__WHAT THE EXERCISE ASKS__
Go through the data and retrieve each line that includes the string "WsMessageType".

◇ ◇ ◇ ◇

//! System endpoints: health check and storage configuration.

use axum::extract::State;
use axum::http::StatusCode;
use axum::response::IntoResponse;
use axum::routing::get;
use axum::{Json, Router};
use chrono::Utc;

use crate::api::dto::{HealthResponse, StorageInfoResponse};
use crate::app_state::AppState;

/// `GET /health` — Service health status.
#[utoipa::path(
    get,
    path = "/health",
    tag = "System",
    summary = "Health check",
    description = "Returns service health status, version, and current timestamp.",
    responses(
        (status = 200, description = "Service is healthy", body = HealthResponse),
    )
)]
pub async fn health_handler() -> impl IntoResponse {
    (
        StatusCode::OK,
        Json(HealthResponse {
            status: "healthy".to_string(),
            timestamp: Utc::now().to_rfc3339(),
            version: env!("CARGO_PKG_VERSION").to_string(),
        }),
    )
}

/// `GET /config/storage` — Backing store configuration.
#[utoipa::path(
    get,
    path = "/config/storage",
    tag = "System",
    summary = "Storage configuration",
    description = "Reports the active backing store, the collection key prefix, and the message size limit.",
    responses(
        (status = 200, description = "Storage configuration", body = StorageInfoResponse),
    )
)]
pub async fn storage_handler(State(state): State<AppState>) -> impl IntoResponse {
    let service = &state.message_service;
    Json(StorageInfoResponse {
        backend: service.store().name().to_string(),
        durable: service.store().is_durable(),
        key_prefix: service.key_prefix().to_string(),
        max_message_bytes: service.max_message_bytes(),
    })
}

/// System routes mounted at the root level (not under /api/v1).
pub fn routes() -> Router<AppState> {
    Router::new()
        .route("/health", get(health_handler))
        .route("/config/storage", get(storage_handler))
}
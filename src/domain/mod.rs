//! Domain layer: account identity, message events, and coordination.
//!
//! This module contains the server-side domain model: the validated
//! [`AccountId`] that addresses each author's message collection, the
//! [`MessageEvent`]s broadcast through the [`EventBus`], and the
//! [`CollectionLocks`] registry that serializes mutations per collection.

pub mod account_id;
pub mod collection_locks;
pub mod event_bus;
pub mod message_event;

pub use account_id::{AccountId, AccountIdError};
pub use collection_locks::{CollectionGuard, CollectionLocks};
pub use event_bus::EventBus;
pub use message_event::MessageEvent;
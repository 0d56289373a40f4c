//! Broadcast channel for domain events.
//!
//! [`EventBus`] wraps a [`tokio::sync::broadcast`] channel. The message
//! service publishes a [`MessageEvent`] for every contract log line and
//! mutation, and each WebSocket connection subscribes to receive them.

use tokio::sync::broadcast;

use super::MessageEvent;

/// Broadcast bus for [`MessageEvent`]s.
///
/// Backed by a `tokio::broadcast` channel with a configurable capacity
/// (default 10 000). When the ring buffer is full, the oldest events are
/// dropped for lagging receivers.
#[derive(Debug, Clone)]
pub struct EventBus {
    sender: broadcast::Sender<MessageEvent>,
}

impl EventBus {
    /// Creates a new `EventBus` with the given channel capacity.
    #[must_use]
    pub fn new(capacity: usize) -> Self {
        let (sender, _) = broadcast::channel(capacity.max(1));
        Self { sender }
    }

    /// Publishes an event to all subscribers.
    ///
    /// Returns the number of receivers that received the event. With no
    /// active receivers the event is dropped.
    pub fn publish(&self, event: MessageEvent) -> usize {
        self.sender.send(event).unwrap_or(0)
    }

    /// Creates a receiver for all future events.
    #[must_use]
    pub fn subscribe(&self) -> broadcast::Receiver<MessageEvent> {
        self.sender.subscribe()
    }

    /// Returns the current number of active receivers.
    #[must_use]
    pub fn receiver_count(&self) -> usize {
        self.sender.receiver_count()
    }
}
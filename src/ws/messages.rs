//! WebSocket message types: envelope and client commands.

use chrono::{DateTime, Utc};
use serde::{Deserialize, Serialize};

/// Top-level WebSocket message envelope.
#[derive(Debug, Clone, Serialize, Deserialize)]
pub struct WsMessage {
    /// Client-provided ID for requests; server-generated for events.
    pub id: String,
    /// Message type discriminator.
    #[serde(rename = "type")]
    pub msg_type: WsMessageType,
    /// ISO-8601 timestamp. Optional on client messages.
    #[serde(default = "Utc::now")]
    pub timestamp: DateTime<Utc>,
    /// Variant-specific payload.
    pub payload: serde_json::Value,
}

impl WsMessage {
    /// Builds a server-originated message with the current timestamp.
    #[must_use]
    pub fn reply(id: String, msg_type: WsMessageType, payload: serde_json::Value) -> Self {
        Self {
            id,
            msg_type,
            timestamp: Utc::now(),
            payload,
        }
    }
}

/// Discriminator for WebSocket message types.
#[derive(Debug, Clone, Serialize, Deserialize, PartialEq, Eq)]
#[serde(rename_all = "snake_case")]
pub enum WsMessageType {
    /// Client → Server command.
    Command,
    /// Server → Client response to a command.
    Response,
    /// Server → Client broadcast event.
    Event,
    /// Server → Client error.
    Error,
}

/// Commands a client can send in the payload of a `command` message.
#[derive(Debug, Clone, PartialEq, Eq, Deserialize)]
#[serde(tag = "command", rename_all = "snake_case")]
pub enum WsCommand {
    /// Subscribe to events for specific authors.
    Subscribe {
        /// Account ids to subscribe to. Use `["*"]` for every event.
        authors: Vec<String>,
    },
    /// Unsubscribe from events for specific authors.
    Unsubscribe {
        /// Account ids to unsubscribe from.
        authors: Vec<String>,
    },
}
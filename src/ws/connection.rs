//! WebSocket connection loop.
//!
//! Handles the read/write loop for a single WebSocket connection,
//! dispatching subscription commands and forwarding filtered events.

use axum::extract::ws::{Message, WebSocket};
use futures_util::{SinkExt, StreamExt};
use tokio::sync::broadcast;

use super::messages::{WsCommand, WsMessage, WsMessageType};
use super::subscription::SubscriptionManager;
use crate::domain::{AccountId, MessageEvent};

/// Runs the read/write loop for a single WebSocket connection.
///
/// - Reads commands from the client and updates its subscriptions.
/// - Forwards matching events from the [`broadcast::Receiver`] to the client.
pub async fn run_connection(socket: WebSocket, mut event_rx: broadcast::Receiver<MessageEvent>) {
    let (mut ws_tx, mut ws_rx) = socket.split();
    let mut subs = SubscriptionManager::new();

    loop {
        tokio::select! {
            msg = ws_rx.next() => {
                match msg {
                    Some(Ok(Message::Text(text))) => {
                        let response = handle_text_message(&text, &mut subs);
                        if let Some(resp_json) = response
                            && ws_tx.send(Message::text(resp_json)).await.is_err() {
                                break;
                            }
                    }
                    Some(Ok(Message::Close(_))) | None => break,
                    _ => {}
                }
            }
            event = event_rx.recv() => {
                match event {
                    Ok(event) => {
                        if subs.matches(&event)
                            && let Some(json) = event_envelope(&event)
                            && ws_tx.send(Message::text(json)).await.is_err() {
                                break;
                            }
                    }
                    Err(broadcast::error::RecvError::Lagged(n)) => {
                        tracing::warn!(lagged = n, "ws client lagged behind event bus");
                    }
                    Err(broadcast::error::RecvError::Closed) => break,
                }
            }
        }
    }

    tracing::debug!("ws connection closed");
}

/// Wraps a domain event in a server-generated envelope.
fn event_envelope(event: &MessageEvent) -> Option<String> {
    let msg = WsMessage {
        id: uuid::Uuid::new_v4().to_string(),
        msg_type: WsMessageType::Event,
        timestamp: event.timestamp(),
        payload: serde_json::to_value(event).ok()?,
    };
    serde_json::to_string(&msg).ok()
}

/// Handles a text message from the client, returning an optional JSON response.
fn handle_text_message(text: &str, subs: &mut SubscriptionManager) -> Option<String> {
    let Ok(msg) = serde_json::from_str::<WsMessage>(text) else {
        return error_reply(String::new(), 400, "malformed JSON");
    };

    let Ok(command) = serde_json::from_value::<WsCommand>(msg.payload) else {
        return error_reply(msg.id, 404, "unknown command");
    };

    let payload = match command {
        WsCommand::Subscribe { authors } => {
            let (ids, wildcard, rejected) = parse_authors(&authors);
            subs.subscribe(&ids, wildcard);
            serde_json::json!({
                "subscribed": ids.iter().map(AccountId::as_str).collect::<Vec<_>>(),
                "rejected": rejected,
                "count": subs.count(),
                "wildcard": subs.is_subscribed_all(),
            })
        }
        WsCommand::Unsubscribe { authors } => {
            let (ids, _, rejected) = parse_authors(&authors);
            subs.unsubscribe(&ids);
            serde_json::json!({
                "unsubscribed": ids.iter().map(AccountId::as_str).collect::<Vec<_>>(),
                "rejected": rejected,
                "remaining_count": subs.count(),
            })
        }
    };

    serde_json::to_string(&WsMessage::reply(msg.id, WsMessageType::Response, payload)).ok()
}

/// Splits raw author strings into valid ids, the wildcard flag, and rejects.
fn parse_authors(raw: &[String]) -> (Vec<AccountId>, bool, Vec<String>) {
    let mut ids = Vec::new();
    let mut wildcard = false;
    let mut rejected = Vec::new();
    for author in raw {
        if author == "*" {
            wildcard = true;
        } else if let Ok(id) = author.parse::<AccountId>() {
            ids.push(id);
        } else {
            rejected.push(author.clone());
        }
    }
    (ids, wildcard, rejected)
}

fn error_reply(id: String, code: u16, message: &str) -> Option<String> {
    let err = WsMessage::reply(
        id,
        WsMessageType::Error,
        serde_json::json!({ "code": code, "message": message }),
    );
    serde_json::to_string(&err).ok()
}
//! Per-collection mutual exclusion.
//!
//! [`PersistentDeque`](crate::deque::PersistentDeque) assumes at most one
//! active mutator per collection key. [`CollectionLocks`] provides that
//! guarantee for the gateway: each collection key maps to its own
//! [`tokio::sync::Mutex`], so calls on different collections proceed
//! concurrently while calls on the same collection are serialized.
//!
//! Entries live only while some caller holds or awaits them; the last
//! [`CollectionGuard`] to drop removes its entry from the map.

use std::collections::HashMap;
use std::sync::{Arc, Mutex as StdMutex, MutexGuard, PoisonError};

use tokio::sync::{Mutex, OwnedMutexGuard};

type LockMap = HashMap<String, Arc<Mutex<()>>>;

/// Registry of per-collection async mutexes.
///
/// The outer map sits behind a `std::sync::Mutex` that is never held
/// across an `.await`, so [`CollectionGuard`] can prune it from `Drop`.
#[derive(Debug, Default)]
pub struct CollectionLocks {
    locks: Arc<StdMutex<LockMap>>,
}

/// Exclusive hold on one collection, released on drop.
#[derive(Debug)]
pub struct CollectionGuard {
    guard: Option<OwnedMutexGuard<()>>,
    collection: String,
    locks: Arc<StdMutex<LockMap>>,
}

impl CollectionLocks {
    /// Creates an empty registry.
    #[must_use]
    pub fn new() -> Self {
        Self::default()
    }

    /// Acquires the lock for `collection`, creating it on first use.
    ///
    /// The returned guard releases the lock when dropped.
    pub async fn acquire(&self, collection: &str) -> CollectionGuard {
        let lock = Arc::clone(
            lock_map(&self.locks)
                .entry(collection.to_string())
                .or_default(),
        );
        CollectionGuard {
            guard: Some(lock.lock_owned().await),
            collection: collection.to_string(),
            locks: Arc::clone(&self.locks),
        }
    }

    /// Number of collections currently locked or awaited.
    #[must_use]
    pub fn len(&self) -> usize {
        lock_map(&self.locks).len()
    }

    /// Returns `true` if no collection is locked or awaited.
    #[must_use]
    pub fn is_empty(&self) -> bool {
        lock_map(&self.locks).is_empty()
    }
}

impl Drop for CollectionGuard {
    fn drop(&mut self) {
        drop(self.guard.take());
        let mut map = lock_map(&self.locks);
        // Waiters clone the Arc under the map lock, so a count of one means
        // nobody else can reach this mutex.
        if map
            .get(&self.collection)
            .is_some_and(|lock| Arc::strong_count(lock) == 1)
        {
            map.remove(&self.collection);
        }
    }
}

fn lock_map(locks: &StdMutex<LockMap>) -> MutexGuard<'_, LockMap> {
    locks.lock().unwrap_or_else(PoisonError::into_inner)
}
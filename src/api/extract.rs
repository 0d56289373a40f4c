//! Request extractors.

use axum::extract::FromRequestParts;
use axum::http::request::Parts;

use crate::domain::AccountId;
use crate::error::GatewayError;

/// Header carrying the caller's account id.
pub const CALLER_HEADER: &str = "x-caller-id";

/// Caller identity taken from the [`CALLER_HEADER`] header.
///
/// Absent header yields `Caller(None)`; a present but malformed header is
/// rejected with [`GatewayError::InvalidAccountId`] or
/// [`GatewayError::InvalidRequest`].
#[derive(Debug, Clone, PartialEq, Eq)]
pub struct Caller(pub Option<AccountId>);

impl<S: Send + Sync> FromRequestParts<S> for Caller {
    type Rejection = GatewayError;

    async fn from_request_parts(parts: &mut Parts, _state: &S) -> Result<Self, Self::Rejection> {
        let Some(value) = parts.headers.get(CALLER_HEADER) else {
            return Ok(Self(None));
        };
        let raw = value.to_str().map_err(|_| {
            GatewayError::InvalidRequest(format!("{CALLER_HEADER} header is not valid ASCII"))
        })?;
        Ok(Self(Some(raw.parse::<AccountId>()?)))
    }
}

/// Parses an optional account id supplied in a body or query string.
///
/// # Errors
///
/// Returns [`GatewayError::InvalidAccountId`] if `raw` is present but
/// malformed.
pub fn parse_sender(raw: Option<&str>) -> Result<Option<AccountId>, GatewayError> {
    raw.map(str::parse::<AccountId>)
        .transpose()
        .map_err(GatewayError::from)
}
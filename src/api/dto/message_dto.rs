//! Message-board DTOs for save, drain, and count operations.

use serde::{Deserialize, Serialize};
use utoipa::{IntoParams, ToSchema};

/// Response body for `GET /hello`.
#[derive(Debug, Serialize, Deserialize, ToSchema)]
pub struct HelloResponse {
    /// Fixed greeting text.
    pub greeting: String,
}

/// Request body for `POST /messages`.
#[derive(Debug, Serialize, Deserialize, ToSchema)]
pub struct SaveMessageRequest {
    /// Message text; must not be empty.
    pub message: String,
    /// Author to save under. Defaults to the caller identity.
    #[serde(default)]
    pub sender: Option<String>,
}

/// Response body for `POST /messages` (201 Created).
#[derive(Debug, Serialize, Deserialize, ToSchema)]
pub struct SaveMessageResponse {
    /// Always `true` on success.
    pub saved: bool,
    /// Resolved author.
    pub author: String,
    /// Collection key the message was stored under.
    pub collection: String,
    /// Number of messages stored for the author after this save.
    pub queue_len: u64,
}

/// Optional sender selection for drain and count.
#[derive(Debug, Clone, Default, Deserialize, IntoParams)]
#[into_params(parameter_in = Query)]
pub struct SenderQuery {
    /// Author whose messages are addressed. Defaults to the caller identity.
    #[serde(default)]
    pub sender: Option<String>,
}

/// Response body for `POST /messages/drain`.
#[derive(Debug, Serialize, Deserialize, ToSchema)]
pub struct DrainMessagesResponse {
    /// Resolved author.
    pub author: String,
    /// Drained messages, oldest first.
    pub messages: Vec<String>,
}

/// Response body for `GET /messages/count`.
#[derive(Debug, Serialize, Deserialize, ToSchema)]
pub struct MessageCountResponse {
    /// Resolved author.
    pub author: String,
    /// Number of stored messages.
    pub count: u64,
}
//! Data Transfer Objects for REST request/response serialization.
//!
//! Account ids cross the wire as plain strings and are validated into
//! [`crate::domain::AccountId`] by the handlers.

pub mod message_dto;
pub mod system_dto;

pub use message_dto::*;
pub use system_dto::*;
//! # deque-gateway
//!
//! A durable double-ended queue layered over a key-value store, and a small
//! message-board service built on it, exposed over REST and WebSocket.
//!
//! Every deque is addressed by a collection key. Elements live under
//! `"{collection}::{index}"` and the `(head, tail)` bounds under
//! `"{collection}::meta"`, so the queue survives process restarts whenever
//! the backing store does.
//!
//! ## Architecture
//!
//! ```text
//! Clients (HTTP, WebSocket)
//!     │
//!     ├── REST Handlers (api/)
//!     ├── WS Handler (ws/)
//!     │
//!     ├── MessageService (service/)
//!     ├── EventBus, CollectionLocks (domain/)
//!     │
//!     ├── PersistentDeque (deque/)
//!     │
//!     └── KeyValueStore (store/): memory or PostgreSQL
//! ```

pub mod api;
pub mod app_state;
pub mod config;
pub mod deque;
pub mod domain;
pub mod error;
pub mod service;
pub mod store;
pub mod ws;
//! System endpoint DTOs.

use serde::{Deserialize, Serialize};
use utoipa::ToSchema;

/// Health check response.
#[derive(Debug, Serialize, Deserialize, ToSchema)]
pub struct HealthResponse {
    /// Always `"healthy"` when the process is serving.
    pub status: String,
    /// RFC 3339 server time.
    pub timestamp: String,
    /// Crate version.
    pub version: String,
}

/// Storage configuration as seen by clients.
#[derive(Debug, Serialize, Deserialize, ToSchema)]
pub struct StorageInfoResponse {
    /// Backend name (`"memory"` or `"postgres"`).
    pub backend: String,
    /// Whether stored messages survive a restart.
    pub durable: bool,
    /// Prefix prepended to account ids to form collection keys.
    pub key_prefix: String,
    /// Largest accepted message, in bytes.
    pub max_message_bytes: usize,
}
//! Message-board handlers: greeting, save, drain, count.

use axum::extract::{Query, State};
use axum::http::StatusCode;
use axum::response::IntoResponse;
use axum::routing::{get, post};
use axum::{Json, Router};

use crate::api::dto::{
    DrainMessagesResponse, HelloResponse, MessageCountResponse, SaveMessageRequest,
    SaveMessageResponse, SenderQuery,
};
use crate::api::extract::{Caller, parse_sender};
use crate::app_state::AppState;
use crate::error::{ErrorResponse, GatewayError};

/// `GET /hello` — Fixed greeting.
#[utoipa::path(
    get,
    path = "/api/v1/hello",
    tag = "Messages",
    summary = "Say hello",
    description = "Returns the fixed greeting and emits a contract log event.",
    responses(
        (status = 200, description = "Greeting", body = HelloResponse),
    )
)]
pub async fn hello(State(state): State<AppState>) -> impl IntoResponse {
    Json(HelloResponse {
        greeting: state.message_service.say_hello_world().to_string(),
    })
}

/// `POST /messages` — Save a message for the sender or caller.
///
/// # Errors
///
/// Returns [`GatewayError`] on an empty or oversized message, a missing or
/// malformed identity, or a storage failure.
#[utoipa::path(
    post,
    path = "/api/v1/messages",
    tag = "Messages",
    summary = "Save a message",
    description = "Stores `\"{author} says {message}\"` at the front of the author's collection. Empty messages are rejected; whitespace is stored as sent. The author is `sender` if given, otherwise the `x-caller-id` header.",
    request_body = SaveMessageRequest,
    params(
        ("x-caller-id" = Option<String>, Header, description = "Caller account id"),
    ),
    responses(
        (status = 201, description = "Message saved", body = SaveMessageResponse),
        (status = 400, description = "Invalid message or identity", body = ErrorResponse),
    )
)]
pub async fn save_message(
    State(state): State<AppState>,
    Caller(caller): Caller,
    Json(req): Json<SaveMessageRequest>,
) -> Result<impl IntoResponse, GatewayError> {
    let sender = parse_sender(req.sender.as_deref())?;
    let saved = state
        .message_service
        .save_message(&req.message, sender, caller)
        .await?;

    let response = SaveMessageResponse {
        saved: true,
        author: saved.author.to_string(),
        collection: saved.collection,
        queue_len: saved.queue_len,
    };
    Ok((StatusCode::CREATED, Json(response)))
}

/// `POST /messages/drain` — Return and remove every stored message.
///
/// # Errors
///
/// Returns [`GatewayError`] on a missing or malformed identity or a
/// storage failure.
#[utoipa::path(
    post,
    path = "/api/v1/messages/drain",
    tag = "Messages",
    summary = "Drain all messages",
    description = "Pops every message from the back of the author's collection and returns them oldest first. Reading consumes the messages.",
    params(
        SenderQuery,
        ("x-caller-id" = Option<String>, Header, description = "Caller account id"),
    ),
    responses(
        (status = 200, description = "Drained messages", body = DrainMessagesResponse),
        (status = 400, description = "Invalid identity", body = ErrorResponse),
    )
)]
pub async fn drain_messages(
    State(state): State<AppState>,
    Caller(caller): Caller,
    Query(query): Query<SenderQuery>,
) -> Result<impl IntoResponse, GatewayError> {
    let sender = parse_sender(query.sender.as_deref())?;
    let (author, messages) = state
        .message_service
        .get_all_messages(sender, caller)
        .await?;

    Ok(Json(DrainMessagesResponse {
        author: author.to_string(),
        messages,
    }))
}

/// `GET /messages/count` — Number of stored messages.
///
/// # Errors
///
/// Returns [`GatewayError`] on a missing or malformed identity or a
/// storage failure.
#[utoipa::path(
    get,
    path = "/api/v1/messages/count",
    tag = "Messages",
    summary = "Count messages",
    description = "Returns how many messages are stored for the author without consuming them.",
    params(
        SenderQuery,
        ("x-caller-id" = Option<String>, Header, description = "Caller account id"),
    ),
    responses(
        (status = 200, description = "Message count", body = MessageCountResponse),
        (status = 400, description = "Invalid identity", body = ErrorResponse),
    )
)]
pub async fn count_messages(
    State(state): State<AppState>,
    Caller(caller): Caller,
    Query(query): Query<SenderQuery>,
) -> Result<impl IntoResponse, GatewayError> {
    let sender = parse_sender(query.sender.as_deref())?;
    let (author, count) = state
        .message_service
        .count_messages(sender, caller)
        .await?;

    Ok(Json(MessageCountResponse {
        author: author.to_string(),
        count,
    }))
}

/// Message-board routes.
pub fn routes() -> Router<AppState> {
    Router::new()
        .route("/hello", get(hello))
        .route("/messages", post(save_message))
        .route("/messages/drain", post(drain_messages))
        .route("/messages/count", get(count_messages))
}
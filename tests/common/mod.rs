//! Shared helpers for the HTTP and WebSocket integration tests.
#![allow(dead_code, clippy::panic)]

use std::net::SocketAddr;

use deque_gateway::api::build_app;
use deque_gateway::app_state::AppState;
use deque_gateway::domain::EventBus;
use deque_gateway::service::MessageService;
use deque_gateway::store::{MemoryStore, StoreBackend};

/// Builds an in-memory application state with default limits.
pub fn memory_state() -> AppState {
    let service = MessageService::new(
        StoreBackend::Memory(MemoryStore::new()),
        EventBus::new(64),
        "messages_",
        1024,
    );
    AppState::new(service)
}

/// Serves the gateway on an ephemeral port and returns its address.
pub async fn spawn_gateway() -> SocketAddr {
    let Ok(listener) = tokio::net::TcpListener::bind("127.0.0.1:0").await else {
        panic!("bind ephemeral port");
    };
    let Ok(addr) = listener.local_addr() else {
        panic!("local addr");
    };
    let app = build_app(memory_state());
    tokio::spawn(async move {
        let _ = axum::serve(listener, app).await;
    });
    addr
}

◇ ◇ ◇ ◇

__SOLUTION FOR THIS EXERCISE__
    pub msg_type: WsMessageType,
    pub fn reply(id: String, msg_type: WsMessageType, payload: serde_json::Value) -> Self {
pub enum WsMessageType {
use super::messages::{WsCommand, WsMessage, WsMessageType};
        msg_type: WsMessageType::Event,
    serde_json::to_string(&WsMessage::reply(msg.id, WsMessageType::Response, payload)).ok()
        WsMessageType::Error,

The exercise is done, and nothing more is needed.